■ **DATA FOR PROCESSING**
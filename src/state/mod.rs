pub mod app;

pub use app::{AppState, LoadState};
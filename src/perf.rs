use std::time::Instant;

/// Performance timer that logs on drop
pub struct PerfTimer {
    label: &'static str,
    start: Instant,
}

impl PerfTimer {
    pub fn new(label: &'static str) -> Self {
        Self {
            label,
            start: Instant::now(),
        }
    }

    pub fn elapsed_ms(&self) -> u64 {
        self.start.elapsed().as_millis() as u64
    }
}

impl Drop for PerfTimer {
    fn drop(&mut self) {
        tracing::debug!(label = self.label, duration_ms = self.elapsed_ms(), "Perf");
    }
}
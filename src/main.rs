fn main() {
    if let Err(e) = progresslog_lib::run() {
        eprintln!("{}", e);
        std::process::exit(1);
    }
}
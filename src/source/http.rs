use std::sync::OnceLock;
use anyhow::Context;
use reqwest::Client;
use serde::de::DeserializeOwned;
use tokio::time::{timeout, Duration};
use crate::error::ProgressError;
use crate::logging::log_fetch;
use crate::reports::model::{DailyReport, ProgressStats, RawReport};
use crate::source::{ingest_reports, most_recent_first, FetchError};

/// Reusable HTTP client singleton (created once, reused for all requests)
static HTTP_CLIENT: OnceLock<Client> = OnceLock::new();

fn get_http_client() -> &'static Client {
    HTTP_CLIENT.get_or_init(|| {
        Client::builder()
            .tcp_keepalive(Duration::from_secs(30))
            .pool_max_idle_per_host(4)
            .build()
            .unwrap_or_else(|e| {
                tracing::warn!(error = %e, "Falling back to default HTTP client");
                Client::new()
            })
    })
}

/// Fetches reports from a service exposing `GET /reports?limit=N` and `GET /stats`.
#[derive(Debug, Clone)]
pub struct HttpSource {
    base_url: String,
    timeout: Duration,
}

impl HttpSource {
    pub fn new(base_url: String, timeout: Duration) -> Self {
        HttpSource { base_url, timeout }
    }

    fn url(&self, path: &str) -> String {
        format!("{}/{}", self.base_url.trim_end_matches('/'), path)
    }

    async fn get_json<T: DeserializeOwned>(&self, path: &str) -> Result<T, ProgressError> {
        let url = self.url(path);
        let start = std::time::Instant::now();

        let result = timeout(self.timeout, async {
            let response = get_http_client()
                .get(&url)
                .send()
                .await
                .with_context(|| format!("Failed to reach report source at '{}'", url))?;

            let status = response.status();
            if !status.is_success() {
                return Err(anyhow::Error::new(FetchError::Status {
                    status: status.as_u16(),
                    url: url.clone(),
                }));
            }

            let body = response
                .text()
                .await
                .with_context(|| format!("Failed to read body from '{}'", url))?;

            serde_json::from_str::<T>(&body).map_err(|e| {
                anyhow::Error::new(FetchError::Decode {
                    what: path.to_string(),
                    detail: e.to_string(),
                })
            })
        })
        .await;

        let latency_ms = start.elapsed().as_millis() as u64;
        match result {
            Ok(Ok(value)) => {
                log_fetch(&url, true, latency_ms);
                Ok(value)
            }
            Ok(Err(e)) => {
                log_fetch(&url, false, latency_ms);
                match e.downcast::<FetchError>() {
                    Ok(fetch_error) => Err(fetch_error.into()),
                    Err(other) => Err(ProgressError::from(other).with_context(format!("url: {}", url))),
                }
            }
            Err(_) => {
                log_fetch(&url, false, latency_ms);
                Err(FetchError::Timeout(self.timeout.as_secs()).into())
            }
        }
    }

    pub async fn fetch_recent_reports(&self, limit: usize) -> Result<Vec<DailyReport>, ProgressError> {
        let raws: Vec<RawReport> = self.get_json(&format!("reports?limit={}", limit)).await?;
        let reports = ingest_reports(raws, &self.base_url);
        Ok(most_recent_first(reports, limit))
    }

    pub async fn fetch_stats(&self) -> Result<ProgressStats, ProgressError> {
        self.get_json("stats").await
    }
}
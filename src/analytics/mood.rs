use serde::{Serialize, Deserialize};

/// Color for moods outside the canonical buckets.
pub const DEFAULT_MOOD_COLOR: &str = "#ff9500ff";

#[derive(Debug, Clone, Copy, PartialEq, Eq, Hash, Serialize, Deserialize)]
#[serde(rename_all = "lowercase")]
pub enum MoodBucket {
    Excellent,
    Good,
    Okay,
    Challenging,
    Tough,
}

impl MoodBucket {
    /// Canonical display order.
    pub const ALL: [MoodBucket; 5] = [
        MoodBucket::Excellent,
        MoodBucket::Good,
        MoodBucket::Okay,
        MoodBucket::Challenging,
        MoodBucket::Tough,
    ];

    pub fn from_text(text: &str) -> Option<Self> {
        match normalize_mood(text).as_str() {
            "excellent" => Some(MoodBucket::Excellent),
            "good" => Some(MoodBucket::Good),
            "okay" => Some(MoodBucket::Okay),
            "challenging" => Some(MoodBucket::Challenging),
            "tough" => Some(MoodBucket::Tough),
            _ => None,
        }
    }

    pub fn as_str(&self) -> &'static str {
        match self {
            MoodBucket::Excellent => "excellent",
            MoodBucket::Good => "good",
            MoodBucket::Okay => "okay",
            MoodBucket::Challenging => "challenging",
            MoodBucket::Tough => "tough",
        }
    }

    pub fn label(&self) -> &'static str {
        match self {
            MoodBucket::Excellent => "Excellent",
            MoodBucket::Good => "Good",
            MoodBucket::Okay => "Okay",
            MoodBucket::Challenging => "Challenging",
            MoodBucket::Tough => "Tough",
        }
    }

    pub fn color(&self) -> &'static str {
        match self {
            MoodBucket::Excellent => "#00cc66",
            MoodBucket::Good => "#3e1919ff",
            MoodBucket::Okay => "#ccaa00",
            MoodBucket::Challenging => "#cc6600",
            MoodBucket::Tough => "#cc4444",
        }
    }
}

/// Lowercase and keep only `a-z`.
pub fn normalize_mood(text: &str) -> String {
    text.to_lowercase()
        .chars()
        .filter(|c| c.is_ascii_lowercase())
        .collect()
}

pub fn mood_color(text: &str) -> &'static str {
    MoodBucket::from_text(text)
        .map(|bucket| bucket.color())
        .unwrap_or(DEFAULT_MOOD_COLOR)
}
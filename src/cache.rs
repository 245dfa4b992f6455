use sha2::{Sha256, Digest};
use crate::analytics::dashboard::{build_dashboard, DashboardSnapshot};
use crate::error::ProgressError;
use crate::logging::log_snapshot_cache;
use crate::reports::model::{DailyReport, ProgressStats};
use crate::state::app::AppState;

/// Content hash of the inputs. Reports are keyed in `day` order so the
/// caller's ordering never produces a distinct entry.
pub fn snapshot_key(stats: &ProgressStats, reports: &[DailyReport]) -> Result<String, ProgressError> {
    let mut ordered: Vec<&DailyReport> = reports.iter().collect();
    ordered.sort_by_key(|r| r.day);

    let encoded = serde_json::to_vec(&(stats, &ordered))
        .map_err(|e| ProgressError::new(
            format!("Failed to encode snapshot inputs: {}", e),
            "json_serialize"
        ))?;

    let mut hasher = Sha256::new();
    hasher.update(&encoded);
    Ok(format!("{:x}", hasher.finalize()))
}

/// Check cache and return if found
pub fn get_cached(state: &AppState, key: &str) -> Option<DashboardSnapshot> {
    let mut cache = state.snapshot_cache.write();
    let hit = cache.get(key).cloned();
    log_snapshot_cache(key, hit.is_some());
    if hit.is_some() {
        state.metrics.record_cache_hit();
    } else {
        state.metrics.record_cache_miss();
    }
    hit
}

/// Store snapshot in cache
pub fn cache_snapshot(state: &AppState, key: String, snapshot: DashboardSnapshot) {
    state.snapshot_cache.write().put(key, snapshot);
}

/// Build the dashboard, reusing a previous result for identical inputs.
pub fn memoized_dashboard(
    state: &AppState,
    stats: &ProgressStats,
    reports: &[DailyReport],
) -> DashboardSnapshot {
    let key = match snapshot_key(stats, reports) {
        Ok(key) => key,
        Err(e) => {
            tracing::warn!(error = %e, "Snapshot key unavailable, computing uncached");
            return build_dashboard(stats, reports);
        }
    };

    if let Some(snapshot) = get_cached(state, &key) {
        return snapshot;
    }

    let snapshot = build_dashboard(stats, reports);
    cache_snapshot(state, key, snapshot.clone());
    snapshot
}
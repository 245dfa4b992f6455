use std::collections::BTreeMap;
use chrono::{DateTime, FixedOffset, NaiveDate};
use serde::{Serialize, Deserialize};
use crate::error::ProgressError;

pub const MAX_PRODUCTIVITY_SCORE: u8 = 10;

/// Mood assumed when a report does not state one.
pub const DEFAULT_MOOD: &str = "good";

/// One daily progress report, immutable once ingested.
#[derive(Debug, Clone, PartialEq, Serialize, Deserialize)]
#[serde(rename_all = "camelCase")]
pub struct DailyReport {
    pub day: u32,
    pub date: NaiveDate,
    pub title: String,
    /// Raw markdown body, never interpreted here.
    pub content: String,
    /// Always within 0..=10 after ingestion.
    pub productivity_score: u8,
    pub mood: String,
    pub achievements: Vec<String>,
    /// Wall-clock time the entry was written, when the source knows it.
    #[serde(default, skip_serializing_if = "Option::is_none")]
    pub logged_at: Option<DateTime<FixedOffset>>,
}

impl DailyReport {
    pub fn achievement_count(&self) -> u32 {
        self.achievements.len() as u32
    }
}

/// Report record as delivered by a source, before defaults are applied.
#[derive(Debug, Clone, Default, Serialize, Deserialize)]
#[serde(rename_all = "camelCase", default)]
pub struct RawReport {
    pub day: Option<u32>,
    pub date: Option<String>,
    pub title: Option<String>,
    pub content: Option<String>,
    pub productivity_score: Option<f64>,
    pub mood: Option<String>,
    pub achievements: Option<Vec<String>>,
    pub logged_at: Option<DateTime<FixedOffset>>,
}

impl RawReport {
    /// Apply ingestion defaults. Only a missing `day` or an unreadable `date`
    /// rejects the record; every numeric gap becomes zero.
    pub fn into_report(self) -> Result<DailyReport, ProgressError> {
        let day = self.day
            .filter(|d| *d > 0)
            .ok_or_else(|| ProgressError::new("Report has no positive day", "ingest"))?;

        let raw_date = self.date
            .ok_or_else(|| ProgressError::new("Report has no date", "ingest")
                .with_context(format!("day: {}", day)))?;
        let date = parse_report_date(&raw_date)
            .ok_or_else(|| ProgressError::new(
                format!("Unreadable report date '{}'", raw_date),
                "ingest"
            ).with_context(format!("day: {}", day)))?;

        let mood = self.mood
            .filter(|m| !m.trim().is_empty())
            .unwrap_or_else(|| DEFAULT_MOOD.to_string());

        Ok(DailyReport {
            day,
            date,
            title: self.title.unwrap_or_default(),
            content: self.content.unwrap_or_default(),
            productivity_score: clamp_score(self.productivity_score),
            mood,
            achievements: self.achievements.unwrap_or_default(),
            logged_at: self.logged_at,
        })
    }
}

fn clamp_score(score: Option<f64>) -> u8 {
    match score {
        Some(s) if s.is_finite() && s > 0.0 => {
            s.round().min(MAX_PRODUCTIVITY_SCORE as f64) as u8
        }
        _ => 0,
    }
}

/// Accepts a plain ISO date or a full RFC 3339 timestamp.
fn parse_report_date(raw: &str) -> Option<NaiveDate> {
    let raw = raw.trim();
    if let Ok(date) = NaiveDate::parse_from_str(raw, "%Y-%m-%d") {
        return Some(date);
    }
    DateTime::parse_from_rfc3339(raw).ok().map(|dt| dt.date_naive())
}

/// Aggregate snapshot over all reports, as supplied by a report source.
#[derive(Debug, Clone, PartialEq, Default, Serialize, Deserialize)]
#[serde(rename_all = "camelCase", default)]
pub struct ProgressStats {
    #[serde(deserialize_with = "null_as_default")]
    pub total_days: u32,
    #[serde(deserialize_with = "null_as_default")]
    pub total_achievements: u32,
    #[serde(deserialize_with = "null_as_default")]
    pub average_productivity: f64,
    #[serde(deserialize_with = "null_as_default")]
    pub current_streak: u32,
    pub longest_streak: Option<u32>,
    /// Mood bucket name (lowercase) to occurrence count.
    #[serde(deserialize_with = "null_as_default")]
    pub mood_distribution: BTreeMap<String, u32>,
}

/// Explicit `null` reads the same as an absent field.
fn null_as_default<'de, D, T>(deserializer: D) -> Result<T, D::Error>
where
    D: serde::Deserializer<'de>,
    T: Deserialize<'de> + Default,
{
    Ok(Option::<T>::deserialize(deserializer)?.unwrap_or_default())
}

impl ProgressStats {
    /// Longest streak known, never below the current one.
    pub fn best_streak(&self) -> u32 {
        self.longest_streak.unwrap_or(0).max(self.current_streak)
    }
}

■ **ACTIVITY**
State the number of lines in the records that include "PerfTimer", and write nothing else.

■ **OUTPUT OF THE TASK**
3